- **WHAT THIS TASK INVOLVES**: Using the records below, output the stretch that opens with the line containing "point_to_segment_dist(point, start, end)" and closes with the line containing "Topmost object containing", exactly and including both lines, with nothing more.

(Collected data entries)
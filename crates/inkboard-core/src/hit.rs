//! Spatial queries against the scene: entity picking, handle picking and
//! marquee intersection.
//!
//! Tolerances are given in screen pixels and converted to world units with
//! the current view scale, so picking feels the same at every zoom level.

use crate::scene::SceneStore;
use crate::shapes::{EntityId, EntityRef, ObjectBody, SceneObject, point_to_segment_dist, rotate_about};
use kurbo::{Point, Rect, Vec2};
use serde::{Deserialize, Serialize};
use std::f64::consts::FRAC_1_SQRT_2;

/// Screen-pixel gap between a cylinder's right edge and its depth handle.
pub const CYLINDER_HANDLE_GAP_PX: f64 = 12.0;

/// Unit direction along which prisms extrude (up and to the right).
pub const EXTRUDE_DIRECTION: Vec2 = Vec2::new(FRAC_1_SQRT_2, -FRAC_1_SQRT_2);

/// Corner positions.
#[derive(Debug, Clone, Copy, PartialEq, Eq, Hash, Serialize, Deserialize)]
pub enum Corner {
    TopLeft,
    TopRight,
    BottomLeft,
    BottomRight,
}

impl Corner {
    pub fn opposite(self) -> Self {
        match self {
            Corner::TopLeft => Corner::BottomRight,
            Corner::TopRight => Corner::BottomLeft,
            Corner::BottomLeft => Corner::TopRight,
            Corner::BottomRight => Corner::TopLeft,
        }
    }

    /// Position of this corner on a positive-size rectangle.
    pub fn of(self, rect: Rect) -> Point {
        match self {
            Corner::TopLeft => Point::new(rect.x0, rect.y0),
            Corner::TopRight => Point::new(rect.x1, rect.y0),
            Corner::BottomLeft => Point::new(rect.x0, rect.y1),
            Corner::BottomRight => Point::new(rect.x1, rect.y1),
        }
    }
}

/// Type of selection handle.
#[derive(Debug, Clone, Copy, PartialEq, Eq, Hash, Serialize, Deserialize)]
pub enum HandleKind {
    /// Box resize handle.
    Corner(Corner),
    /// Line endpoint (0 = start, 1 = end).
    Endpoint(usize),
    /// Triangle vertex (0..3).
    Vertex(usize),
    Rotate,
    /// Prism extrusion or cylinder squash.
    Depth,
}

/// A selection handle with its position and type.
#[derive(Debug, Clone, Copy, PartialEq)]
pub struct Handle {
    /// Position in world coordinates.
    pub position: Point,
    pub kind: HandleKind,
}

impl Handle {
    pub fn new(position: Point, kind: HandleKind) -> Self {
        Self { position, kind }
    }

    /// Axis-aligned square hit box with the given world half-extent.
    pub fn hit_test(&self, point: Point, half_extent: f64) -> bool {
        (point.x - self.position.x).abs() <= half_extent
            && (point.y - self.position.y).abs() <= half_extent
    }
}

/// Screen-space sizes used to lay out and pick handles.
#[derive(Debug, Clone, Copy, PartialEq)]
pub struct HandleMetrics {
    pub scale: f64,
    pub device_pixel_ratio: f64,
    pub hit_px: f64,
    pub rotate_offset_px: f64,
}

impl HandleMetrics {
    /// Half-extent of a handle hit box in world units.
    pub fn hit_extent(&self) -> f64 {
        self.hit_px / self.scale / self.device_pixel_ratio.max(f64::EPSILON)
    }

    fn px(&self, px: f64) -> f64 {
        px / self.scale
    }
}

/// Handles of a single selected object, in world coordinates.
pub fn get_handles(object: &SceneObject, metrics: &HandleMetrics) -> Vec<Handle> {
    match &object.body {
        ObjectBody::Line | ObjectBody::Arrow | ObjectBody::DoubleArrow => {
            let (start, end) = object.endpoints();
            vec![
                Handle::new(start, HandleKind::Endpoint(0)),
                Handle::new(end, HandleKind::Endpoint(1)),
            ]
        }
        ObjectBody::Triangle { vertices } => {
            let center = object.center();
            let mut handles: Vec<Handle> = vertices
                .iter()
                .enumerate()
                .map(|(i, v)| Handle::new(rotate_about(*v, center, object.rotation), HandleKind::Vertex(i)))
                .collect();
            handles.push(rotate_handle(object, metrics));
            handles
        }
        ObjectBody::TriPrism { extrude_offset } | ObjectBody::RectPrism { extrude_offset } => {
            let rect = object.normalized_rect();
            let anchor = Point::new(rect.x1, rect.y0) + EXTRUDE_DIRECTION * *extrude_offset;
            let mut handles = corner_and_rotate_handles(object, metrics);
            handles.push(Handle::new(
                rotate_about(anchor, rect.center(), object.rotation),
                HandleKind::Depth,
            ));
            handles
        }
        ObjectBody::Cylinder { .. } => {
            let rect = object.normalized_rect();
            let anchor = Point::new(rect.x1 + metrics.px(CYLINDER_HANDLE_GAP_PX), rect.center().y);
            let mut handles = corner_and_rotate_handles(object, metrics);
            handles.push(Handle::new(
                rotate_about(anchor, rect.center(), object.rotation),
                HandleKind::Depth,
            ));
            handles
        }
        ObjectBody::Text(_)
        | ObjectBody::Sticky(_)
        | ObjectBody::Rect
        | ObjectBody::Ellipse
        | ObjectBody::Image { .. }
        | ObjectBody::Link(_)
        | ObjectBody::Stamp { .. } => corner_and_rotate_handles(object, metrics),
    }
}

/// Corner handles plus a rotation handle above the top-center, all rotated
/// with the object.
fn corner_and_rotate_handles(object: &SceneObject, metrics: &HandleMetrics) -> Vec<Handle> {
    let rect = object.normalized_rect();
    let center = rect.center();
    let mut handles: Vec<Handle> = [
        Corner::TopLeft,
        Corner::TopRight,
        Corner::BottomLeft,
        Corner::BottomRight,
    ]
    .into_iter()
    .map(|corner| {
        Handle::new(
            rotate_about(corner.of(rect), center, object.rotation),
            HandleKind::Corner(corner),
        )
    })
    .collect();
    handles.push(rotate_handle(object, metrics));
    handles
}

fn rotate_handle(object: &SceneObject, metrics: &HandleMetrics) -> Handle {
    let rect = object.normalized_rect();
    let center = rect.center();
    let top = Point::new(center.x, rect.y0 - metrics.px(metrics.rotate_offset_px));
    Handle::new(rotate_about(top, center, object.rotation), HandleKind::Rotate)
}

/// Find which handle of `object` (if any) is hit at a world point.
///
/// The rotate handle is tested first since it sits outside the box.
pub fn hit_test_handles(object: &SceneObject, point: Point, metrics: &HandleMetrics) -> Option<HandleKind> {
    let extent = metrics.hit_extent();
    let handles = get_handles(object, metrics);
    handles
        .iter()
        .filter(|h| h.kind == HandleKind::Rotate || h.kind == HandleKind::Depth)
        .chain(handles.iter().filter(|h| h.kind != HandleKind::Rotate && h.kind != HandleKind::Depth))
        .find(|h| h.hit_test(point, extent))
        .map(|h| h.kind)
}

/// Whether a world point lies on `object`.
///
/// Box kinds test the normalized rectangle in the object's unrotated frame;
/// linear kinds test distance to the directed segment.
pub fn object_contains(object: &SceneObject, point: Point, tolerance: f64) -> bool {
    match &object.body {
        ObjectBody::Line | ObjectBody::Arrow | ObjectBody::DoubleArrow => {
            let (start, end) = object.endpoints();
            point_to_segment_dist(point, start, end) <= tolerance.max(object.stroke_width / 2.0)
        }
        ObjectBody::Text(_)
        | ObjectBody::Sticky(_)
        | ObjectBody::Rect
        | ObjectBody::Ellipse
        | ObjectBody::Triangle { .. }
        | ObjectBody::TriPrism { .. }
        | ObjectBody::RectPrism { .. }
        | ObjectBody::Cylinder { .. }
        | ObjectBody::Image { .. }
        | ObjectBody::Link(_)
        | ObjectBody::Stamp { .. } => {
            let rect = object.normalized_rect();
            let local = rotate_about(point, rect.center(), -object.rotation);
            contains_closed(rect, local)
        }
    }
}

/// Containment including the right and bottom edges.
fn contains_closed(rect: Rect, point: Point) -> bool {
    point.x >= rect.x0 && point.x <= rect.x1 && point.y >= rect.y0 && point.y <= rect.y1
}

/// Topmost object containing `point`.
pub fn hit_test_object(store: &SceneStore, point: Point, tolerance: f64) -> Option<EntityId> {
    store
        .objects()
        .iter()
        .rev()
        .find(|o| object_contains(o, point, tolerance))
        .map(|o| o.id)
}

/// Topmost stroke with any point within `tolerance` world units of `point`.
pub fn hit_test_stroke(store: &SceneStore, point: Point, tolerance: f64) -> Option<EntityId> {
    store
        .strokes()
        .iter()
        .rev()
        .find(|s| s.hits(point, tolerance))
        .map(|s| s.id)
}

/// Objects take priority over strokes.
pub fn hit_test(store: &SceneStore, point: Point, tolerance: f64) -> Option<EntityRef> {
    hit_test_object(store, point, tolerance)
        .map(EntityRef::Object)
        .or_else(|| hit_test_stroke(store, point, tolerance).map(EntityRef::Stroke))
}

/// Closed-interval overlap, so zero-area boxes (straight lines) still count.
fn overlaps(a: Rect, b: Rect) -> bool {
    a.x0 <= b.x1 && a.x1 >= b.x0 && a.y0 <= b.y1 && a.y1 >= b.y0
}

/// All entities whose bounding box intersects the marquee, objects first.
pub fn entities_in_rect(store: &SceneStore, marquee: Rect) -> Vec<EntityRef> {
    let marquee = marquee.abs();
    let objects = store
        .objects()
        .iter()
        .filter(|o| overlaps(o.bounds(), marquee))
        .map(|o| EntityRef::Object(o.id));
    let strokes = store
        .strokes()
        .iter()
        .filter(|s| overlaps(s.bounds(), marquee))
        .map(|s| EntityRef::Stroke(s.id));
    objects.chain(strokes).collect()
}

- **TASK OUTPUT**:
            point_to_segment_dist(point, start, end) <= tolerance.max(object.stroke_width / 2.0)
        }
        ObjectBody::Text(_)
        | ObjectBody::Sticky(_)
        | ObjectBody::Rect
        | ObjectBody::Ellipse
        | ObjectBody::Triangle { .. }
        | ObjectBody::TriPrism { .. }
        | ObjectBody::RectPrism { .. }
        | ObjectBody::Cylinder { .. }
        | ObjectBody::Image { .. }
        | ObjectBody::Link(_)
        | ObjectBody::Stamp { .. } => {
            let rect = object.normalized_rect();
            let local = rotate_about(point, rect.center(), -object.rotation);
            contains_closed(rect, local)
        }
    }
}

/// Containment including the right and bottom edges.
fn contains_closed(rect: Rect, point: Point) -> bool {
    point.x >= rect.x0 && point.x <= rect.x1 && point.y >= rect.y0 && point.y <= rect.y1
}

/// Topmost object containing `point`.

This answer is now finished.